**Task item:**
Of the lines below, copy those that hold the word "side".
━━━ Extracted records
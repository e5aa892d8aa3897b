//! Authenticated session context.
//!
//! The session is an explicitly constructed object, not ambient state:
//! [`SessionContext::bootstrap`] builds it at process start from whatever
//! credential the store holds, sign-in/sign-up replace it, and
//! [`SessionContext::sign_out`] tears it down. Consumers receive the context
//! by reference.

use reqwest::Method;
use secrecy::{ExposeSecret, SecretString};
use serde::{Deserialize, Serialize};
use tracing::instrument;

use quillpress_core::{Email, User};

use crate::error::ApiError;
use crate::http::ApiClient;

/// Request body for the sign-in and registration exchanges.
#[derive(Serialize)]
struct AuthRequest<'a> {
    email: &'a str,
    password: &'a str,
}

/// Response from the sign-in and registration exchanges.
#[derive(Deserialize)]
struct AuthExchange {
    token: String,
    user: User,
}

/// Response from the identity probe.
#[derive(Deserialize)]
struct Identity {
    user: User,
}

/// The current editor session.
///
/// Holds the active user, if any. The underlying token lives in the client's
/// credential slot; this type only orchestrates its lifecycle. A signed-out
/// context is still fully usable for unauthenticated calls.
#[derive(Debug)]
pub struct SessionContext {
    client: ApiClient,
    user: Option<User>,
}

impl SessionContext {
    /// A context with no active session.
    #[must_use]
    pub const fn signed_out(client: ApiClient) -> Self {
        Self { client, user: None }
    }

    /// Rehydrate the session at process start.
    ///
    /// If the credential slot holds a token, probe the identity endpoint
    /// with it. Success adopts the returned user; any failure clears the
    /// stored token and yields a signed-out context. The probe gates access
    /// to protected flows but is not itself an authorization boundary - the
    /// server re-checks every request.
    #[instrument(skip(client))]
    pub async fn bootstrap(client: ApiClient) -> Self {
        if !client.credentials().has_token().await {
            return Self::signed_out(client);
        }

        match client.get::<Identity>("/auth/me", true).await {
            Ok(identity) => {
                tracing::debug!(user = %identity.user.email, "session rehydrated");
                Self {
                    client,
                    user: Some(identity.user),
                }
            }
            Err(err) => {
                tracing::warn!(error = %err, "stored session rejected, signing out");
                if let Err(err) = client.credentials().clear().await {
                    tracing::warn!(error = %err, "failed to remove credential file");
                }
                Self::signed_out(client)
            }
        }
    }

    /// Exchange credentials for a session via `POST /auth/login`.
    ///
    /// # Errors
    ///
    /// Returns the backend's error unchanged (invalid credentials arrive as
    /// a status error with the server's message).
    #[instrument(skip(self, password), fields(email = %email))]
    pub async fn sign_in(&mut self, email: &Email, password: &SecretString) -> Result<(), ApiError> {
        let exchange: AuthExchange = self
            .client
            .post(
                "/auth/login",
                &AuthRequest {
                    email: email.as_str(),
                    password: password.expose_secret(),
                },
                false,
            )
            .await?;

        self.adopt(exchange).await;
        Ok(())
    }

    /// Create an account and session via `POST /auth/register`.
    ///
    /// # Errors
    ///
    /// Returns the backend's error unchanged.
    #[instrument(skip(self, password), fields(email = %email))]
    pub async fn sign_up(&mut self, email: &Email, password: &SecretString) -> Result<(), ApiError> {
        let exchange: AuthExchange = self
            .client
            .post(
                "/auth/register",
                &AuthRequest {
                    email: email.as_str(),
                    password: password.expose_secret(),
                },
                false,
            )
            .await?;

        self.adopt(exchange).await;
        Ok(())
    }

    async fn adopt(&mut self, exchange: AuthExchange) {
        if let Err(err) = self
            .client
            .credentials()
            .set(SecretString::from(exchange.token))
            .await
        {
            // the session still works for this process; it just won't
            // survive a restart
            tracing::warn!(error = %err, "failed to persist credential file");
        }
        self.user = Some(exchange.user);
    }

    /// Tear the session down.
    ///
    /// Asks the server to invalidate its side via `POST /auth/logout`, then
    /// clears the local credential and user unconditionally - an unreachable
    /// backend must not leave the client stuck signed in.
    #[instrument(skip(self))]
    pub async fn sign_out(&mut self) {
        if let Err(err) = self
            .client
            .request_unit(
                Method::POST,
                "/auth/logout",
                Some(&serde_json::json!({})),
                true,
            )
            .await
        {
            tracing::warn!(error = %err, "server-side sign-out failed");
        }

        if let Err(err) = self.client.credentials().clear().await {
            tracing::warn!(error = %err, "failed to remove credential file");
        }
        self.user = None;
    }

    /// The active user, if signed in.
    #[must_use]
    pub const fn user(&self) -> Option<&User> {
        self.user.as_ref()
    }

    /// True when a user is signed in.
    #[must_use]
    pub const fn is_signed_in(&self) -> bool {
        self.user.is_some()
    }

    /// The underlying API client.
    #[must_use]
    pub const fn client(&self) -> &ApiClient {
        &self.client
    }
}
━━━━━━
━━━ Extracted records
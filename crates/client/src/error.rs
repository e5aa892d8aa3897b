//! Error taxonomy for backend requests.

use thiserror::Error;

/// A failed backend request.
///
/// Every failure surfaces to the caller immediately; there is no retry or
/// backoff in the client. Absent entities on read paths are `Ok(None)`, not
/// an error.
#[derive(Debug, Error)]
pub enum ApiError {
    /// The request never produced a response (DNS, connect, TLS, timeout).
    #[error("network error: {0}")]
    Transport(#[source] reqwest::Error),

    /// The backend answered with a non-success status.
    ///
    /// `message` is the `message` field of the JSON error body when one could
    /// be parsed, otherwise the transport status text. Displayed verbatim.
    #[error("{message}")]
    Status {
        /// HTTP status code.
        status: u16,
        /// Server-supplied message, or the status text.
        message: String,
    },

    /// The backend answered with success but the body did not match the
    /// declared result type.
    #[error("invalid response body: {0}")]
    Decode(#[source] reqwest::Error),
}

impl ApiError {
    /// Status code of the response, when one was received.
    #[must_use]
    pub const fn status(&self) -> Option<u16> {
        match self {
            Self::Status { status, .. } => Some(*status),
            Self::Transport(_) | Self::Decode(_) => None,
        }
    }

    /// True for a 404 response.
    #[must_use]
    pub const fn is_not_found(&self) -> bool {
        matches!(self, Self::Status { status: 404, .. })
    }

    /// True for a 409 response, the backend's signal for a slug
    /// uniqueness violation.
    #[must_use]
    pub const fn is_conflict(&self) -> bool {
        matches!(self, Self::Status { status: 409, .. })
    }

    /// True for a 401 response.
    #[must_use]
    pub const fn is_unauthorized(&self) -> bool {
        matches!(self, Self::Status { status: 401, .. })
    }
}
━━━━━━
**Solution to the problem:**
    /// Asks the server to invalidate its side via `POST /auth/logout`, then
            tracing::warn!(error = %err, "server-side sign-out failed");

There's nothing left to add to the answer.